On the Convergence of the Approximate Solution to the Optimization Problem for Oscillatory Processes

• Published in: Қарағанды университетінің хабаршысы. Математика сериясы Vol. 119; no. 3; pp. 22 - 33
• Main Authors: Abdyldaeva, E.F., Kerimbekov, A., Yuldashev, T.K., Kamali, M.
• Format: Journal Article
• Language: English
• Published: Academician Ye.A. Buketov Karaganda University 30.09.2025
• Subjects: approximations of complete solution; minimal value of functional; non-linear optimization problem; optimal control; optimal process; resolvent approximation
• ISSN: 2518-7929; 2663-5011; 2663-5011
• DOI: 10.31489/2025m3/22-33

This article addresses the non-linear optimization problem of oscillatory processes governed by partial integro-differential equations involving a Fredholm integral operator. A distinctive feature of the problem is that both the objective functional and the functions describing external and boundary influences are non-linear with respect to the vector controls. The integro-differential equation describing the state of the oscillatory process includes Fredholm integral operator, which has a significant impact on the structure and properties of the solutions. The algorithm for constructing the complete solution to this problem, as well as the effect of the Fredholm integral operator on the solution of the corresponding boundary value problem, has been published in previous studies.

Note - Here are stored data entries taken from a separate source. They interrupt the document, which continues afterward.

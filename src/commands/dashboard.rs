use std::path::{Path, PathBuf};

use super::error::CommandError;
use crate::refresh::{Orchestrator, RefreshOutcome};
use crate::sync::SENTINEL;
use crate::template::SummaryFrontmatter;
use crate::utils::now_iso;
use crate::vault::{generate_frontmatter, DASHBOARD_TAG, MANAGED_TAG};

pub const DASHBOARD_FILE: &str = "Dashboard.md";

#[must_use]
pub fn dashboard_path(folder: &str) -> PathBuf {
    Path::new(folder).join(DASHBOARD_FILE)
}

/// Create the dashboard note if needed, then refresh it.
///
/// An existing dashboard is refreshed in place, so the user section below
/// the sentinel survives re-running the command.
pub async fn create_dashboard(
    orchestrator: &Orchestrator,
    folder: &str,
) -> Result<RefreshOutcome, CommandError> {
    let path = dashboard_path(folder);
    if !orchestrator.vault().exists(&path).await {
        let frontmatter = SummaryFrontmatter {
            updated: now_iso(),
            tags: vec![MANAGED_TAG.to_string(), DASHBOARD_TAG.to_string()],
            repositories: Vec::new(),
        };
        let stub = generate_frontmatter(&frontmatter, &format!("\n{SENTINEL}\n"))?;
        let _guard = orchestrator.lock(&path).await;
        orchestrator
            .vault()
            .create(&path, &stub)
            .await
            .map_err(CommandError::from_write)?;
    }
    Ok(orchestrator.refresh_one(&path, false).await)
}
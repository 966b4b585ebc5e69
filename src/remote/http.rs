//! Transport boundary for all HTTP I/O.
//!
//! The GitHub client talks to this trait rather than to reqwest directly so
//! that its status handling can be tested against canned responses.

use async_trait::async_trait;
use std::time::Duration;
use thiserror::Error;

#[derive(Debug, Clone, Copy, PartialEq, Eq, Hash)]
pub enum HttpMethod {
    Get,
}

impl HttpMethod {
    #[must_use]
    pub fn as_str(self) -> &'static str {
        match self {
            HttpMethod::Get => "GET",
        }
    }
}

/// Header names are compared case-insensitively by [`header_get`].
pub type HttpHeaders = Vec<(String, String)>;

#[derive(Debug, Clone, PartialEq, Eq)]
pub struct HttpRequest {
    pub method: HttpMethod,
    pub url: String,
    pub headers: HttpHeaders,
}

#[derive(Debug, Clone, PartialEq, Eq)]
pub struct HttpResponse {
    pub status: u16,
    pub headers: HttpHeaders,
    pub body: Vec<u8>,
}

impl HttpResponse {
    #[must_use]
    pub fn header(&self, name: &str) -> Option<&str> {
        header_get(&self.headers, name)
    }

    #[must_use]
    pub fn is_success(&self) -> bool {
        (200..300).contains(&self.status)
    }
}

#[derive(Debug, Error)]
pub enum HttpError {
    #[error("http transport error: {0}")]
    Transport(String),

    #[error("no mock response registered for {method} {url}")]
    NoMockResponse { method: String, url: String },
}

#[async_trait]
pub trait HttpTransport: Send + Sync {
    async fn send(&self, request: HttpRequest) -> Result<HttpResponse, HttpError>;
}

/// Get the first header value matching `name` (case-insensitive).
#[must_use]
pub fn header_get<'a>(headers: &'a HttpHeaders, name: &str) -> Option<&'a str> {
    headers
        .iter()
        .find(|(k, _)| k.eq_ignore_ascii_case(name))
        .map(|(_, v)| v.as_str())
}

/// Production transport backed by reqwest.
#[derive(Clone)]
pub struct ReqwestTransport {
    client: reqwest::Client,
}

impl ReqwestTransport {
    pub fn with_timeout(timeout: Duration) -> Result<Self, HttpError> {
        let client = reqwest::Client::builder()
            .timeout(timeout)
            .build()
            .map_err(|e| HttpError::Transport(e.to_string()))?;
        Ok(Self { client })
    }
}

#[async_trait]
impl HttpTransport for ReqwestTransport {
    async fn send(&self, request: HttpRequest) -> Result<HttpResponse, HttpError> {
        let method = match request.method {
            HttpMethod::Get => reqwest::Method::GET,
        };

        let mut builder = self.client.request(method, &request.url);
        for (k, v) in request.headers {
            builder = builder.header(&k, &v);
        }

        let resp = builder
            .send()
            .await
            .map_err(|e| HttpError::Transport(e.to_string()))?;

        let status = resp.status().as_u16();
        let headers: HttpHeaders = resp
            .headers()
            .iter()
            .map(|(name, value)| {
                (
                    name.as_str().to_string(),
                    value.to_str().unwrap_or_default().to_string(),
                )
            })
            .collect();

        let body = resp
            .bytes()
            .await
            .map_err(|e| HttpError::Transport(e.to_string()))?
            .to_vec();

        Ok(HttpResponse {
            status,
            headers,
            body,
        })
    }
}

// ---------- Test-only mock transport ----------

#[cfg(test)]
use std::collections::{HashMap, VecDeque};
#[cfg(test)]
use std::sync::{Arc, Mutex};

/// In-memory transport: no sockets, responses returned FIFO per method + URL.
#[cfg(test)]
#[derive(Clone, Default)]
pub struct MockTransport {
    inner: Arc<Mutex<MockTransportInner>>,
}

#[cfg(test)]
#[derive(Default)]
struct MockTransportInner {
    routes: HashMap<(HttpMethod, String), VecDeque<HttpResponse>>,
    requests: Vec<HttpRequest>,
}

#[cfg(test)]
impl MockTransport {
    pub fn new() -> Self {
        Self::default()
    }

    pub fn push_response(&self, method: HttpMethod, url: impl Into<String>, response: HttpResponse) {
        let mut inner = self
            .inner
            .lock()
            .expect("mock transport lock should not be poisoned");
        inner
            .routes
            .entry((method, url.into()))
            .or_default()
            .push_back(response);
    }

    /// Register a JSON body with a 200 status.
    pub fn push_json(&self, url: impl Into<String>, body: &serde_json::Value) {
        self.push_response(
            HttpMethod::Get,
            url,
            HttpResponse {
                status: 200,
                headers: vec![("content-type".to_string(), "application/json".to_string())],
                body: body.to_string().into_bytes(),
            },
        );
    }

    /// Register an error status with a GitHub-style `{"message": ...}` body.
    pub fn push_status(&self, url: impl Into<String>, status: u16, headers: Vec<(&str, &str)>) {
        self.push_response(
            HttpMethod::Get,
            url,
            HttpResponse {
                status,
                headers: headers
                    .into_iter()
                    .map(|(k, v)| (k.to_string(), v.to_string()))
                    .collect(),
                body: format!(r#"{{"message":"status {status}"}}"#).into_bytes(),
            },
        );
    }

    #[must_use]
    pub fn requests(&self) -> Vec<HttpRequest> {
        let inner = self
            .inner
            .lock()
            .expect("mock transport lock should not be poisoned");
        inner.requests.clone()
    }
}

#[cfg(test)]
#[async_trait]
impl HttpTransport for MockTransport {
    async fn send(&self, request: HttpRequest) -> Result<HttpResponse, HttpError> {
        let mut inner = self
            .inner
            .lock()
            .expect("mock transport lock should not be poisoned");

        let key = (request.method, request.url.clone());
        inner.requests.push(request);

        match inner.routes.get_mut(&key).and_then(VecDeque::pop_front) {
            Some(resp) => Ok(resp),
            None => Err(HttpError::NoMockResponse {
                method: key.0.as_str().to_string(),
                url: key.1,
            }),
        }
    }
}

This article is dedicated to the investigation of the convergence of approximate solutions to the exact solution of the considered non-linear optimization problem. The influence of the Fredholm integral operator on the convergence behavior of the approximations is examined. It is demonstrated that the presence of the integral operator necessitates the construction of three distinct types of approximations of the optimal process: “Resolvent” approximations, based on the resolvent of the kernel of the integral operator; Approximations by optimal controls, constructed through the approximation of control functions; Finite-dimensional approximations.